= Beginning of Section =

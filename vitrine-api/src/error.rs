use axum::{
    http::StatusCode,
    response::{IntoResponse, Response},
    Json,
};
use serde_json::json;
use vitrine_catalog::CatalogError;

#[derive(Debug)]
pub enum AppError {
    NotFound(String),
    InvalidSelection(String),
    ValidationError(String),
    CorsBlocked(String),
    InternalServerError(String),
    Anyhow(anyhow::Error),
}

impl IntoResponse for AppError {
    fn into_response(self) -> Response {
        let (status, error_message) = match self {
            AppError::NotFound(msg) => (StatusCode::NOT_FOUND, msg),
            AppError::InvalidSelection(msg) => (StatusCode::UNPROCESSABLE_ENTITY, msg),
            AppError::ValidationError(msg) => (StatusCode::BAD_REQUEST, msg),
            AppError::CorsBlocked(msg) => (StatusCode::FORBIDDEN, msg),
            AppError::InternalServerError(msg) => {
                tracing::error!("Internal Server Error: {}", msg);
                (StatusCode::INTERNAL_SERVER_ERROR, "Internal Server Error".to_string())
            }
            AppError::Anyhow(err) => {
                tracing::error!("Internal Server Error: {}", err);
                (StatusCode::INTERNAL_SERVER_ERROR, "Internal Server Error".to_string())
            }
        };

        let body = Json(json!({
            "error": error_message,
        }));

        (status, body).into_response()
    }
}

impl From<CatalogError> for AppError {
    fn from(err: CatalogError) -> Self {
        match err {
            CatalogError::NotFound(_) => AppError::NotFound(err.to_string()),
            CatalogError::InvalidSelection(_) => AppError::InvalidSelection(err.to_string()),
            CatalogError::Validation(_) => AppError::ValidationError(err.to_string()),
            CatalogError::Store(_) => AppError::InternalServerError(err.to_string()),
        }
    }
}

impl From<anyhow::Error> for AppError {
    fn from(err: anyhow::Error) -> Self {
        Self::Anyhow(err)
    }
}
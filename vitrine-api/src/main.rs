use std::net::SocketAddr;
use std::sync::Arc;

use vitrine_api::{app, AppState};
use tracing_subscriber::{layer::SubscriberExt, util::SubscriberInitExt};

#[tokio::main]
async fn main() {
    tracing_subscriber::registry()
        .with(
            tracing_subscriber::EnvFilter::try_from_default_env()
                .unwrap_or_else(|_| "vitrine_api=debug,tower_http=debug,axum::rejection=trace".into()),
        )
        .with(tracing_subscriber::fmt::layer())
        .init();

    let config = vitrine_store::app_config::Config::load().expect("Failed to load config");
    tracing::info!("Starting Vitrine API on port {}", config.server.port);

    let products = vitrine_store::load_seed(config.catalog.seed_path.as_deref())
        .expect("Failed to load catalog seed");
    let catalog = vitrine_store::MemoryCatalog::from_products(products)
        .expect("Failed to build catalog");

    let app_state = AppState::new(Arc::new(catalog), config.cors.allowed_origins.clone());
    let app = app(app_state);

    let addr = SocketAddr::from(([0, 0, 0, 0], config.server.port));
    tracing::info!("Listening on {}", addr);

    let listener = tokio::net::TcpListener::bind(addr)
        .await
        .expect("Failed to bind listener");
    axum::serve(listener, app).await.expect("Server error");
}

= End of Section =

TASK ->
From the first line to the last, return the data exactly as written.

RESPONSE AREA ->
filename vitrine-api/src/error.rs
use axum::{
    http::StatusCode,
    response::{IntoResponse, Response},
    Json,
};
use serde_json::json;
use vitrine_catalog::CatalogError;

#[derive(Debug)]
pub enum AppError {
    NotFound(String),
    InvalidSelection(String),
    ValidationError(String),
    CorsBlocked(String),
    InternalServerError(String),
    Anyhow(anyhow::Error),
}

impl IntoResponse for AppError {
    fn into_response(self) -> Response {
        let (status, error_message) = match self {
            AppError::NotFound(msg) => (StatusCode::NOT_FOUND, msg),
            AppError::InvalidSelection(msg) => (StatusCode::UNPROCESSABLE_ENTITY, msg),
            AppError::ValidationError(msg) => (StatusCode::BAD_REQUEST, msg),
            AppError::CorsBlocked(msg) => (StatusCode::FORBIDDEN, msg),
            AppError::InternalServerError(msg) => {
                tracing::error!("Internal Server Error: {}", msg);
                (StatusCode::INTERNAL_SERVER_ERROR, "Internal Server Error".to_string())
            }
            AppError::Anyhow(err) => {
                tracing::error!("Internal Server Error: {}", err);
                (StatusCode::INTERNAL_SERVER_ERROR, "Internal Server Error".to_string())
            }
        };

        let body = Json(json!({
            "error": error_message,
        }));

        (status, body).into_response()
    }
}

impl From<CatalogError> for AppError {
    fn from(err: CatalogError) -> Self {
        match err {
            CatalogError::NotFound(_) => AppError::NotFound(err.to_string()),
            CatalogError::InvalidSelection(_) => AppError::InvalidSelection(err.to_string()),
            CatalogError::Validation(_) => AppError::ValidationError(err.to_string()),
            CatalogError::Store(_) => AppError::InternalServerError(err.to_string()),
        }
    }
}

impl From<anyhow::Error> for AppError {
    fn from(err: anyhow::Error) -> Self {
        Self::Anyhow(err)
    }
}
filename vitrine-api/src/main.rs
use std::net::SocketAddr;
use std::sync::Arc;

use vitrine_api::{app, AppState};
use tracing_subscriber::{layer::SubscriberExt, util::SubscriberInitExt};

#[tokio::main]
async fn main() {
    tracing_subscriber::registry()
        .with(
            tracing_subscriber::EnvFilter::try_from_default_env()
                .unwrap_or_else(|_| "vitrine_api=debug,tower_http=debug,axum::rejection=trace".into()),
        )
        .with(tracing_subscriber::fmt::layer())
        .init();

    let config = vitrine_store::app_config::Config::load().expect("Failed to load config");
    tracing::info!("Starting Vitrine API on port {}", config.server.port);

    let products = vitrine_store::load_seed(config.catalog.seed_path.as_deref())
        .expect("Failed to load catalog seed");
    let catalog = vitrine_store::MemoryCatalog::from_products(products)
        .expect("Failed to build catalog");

    let app_state = AppState::new(Arc::new(catalog), config.cors.allowed_origins.clone());
    let app = app(app_state);

    let addr = SocketAddr::from(([0, 0, 0, 0], config.server.port));
    tracing::info!("Listening on {}", addr);

    let listener = tokio::net::TcpListener::bind(addr)
        .await
        .expect("Failed to bind listener");
    axum::serve(listener, app).await.expect("Server error");
}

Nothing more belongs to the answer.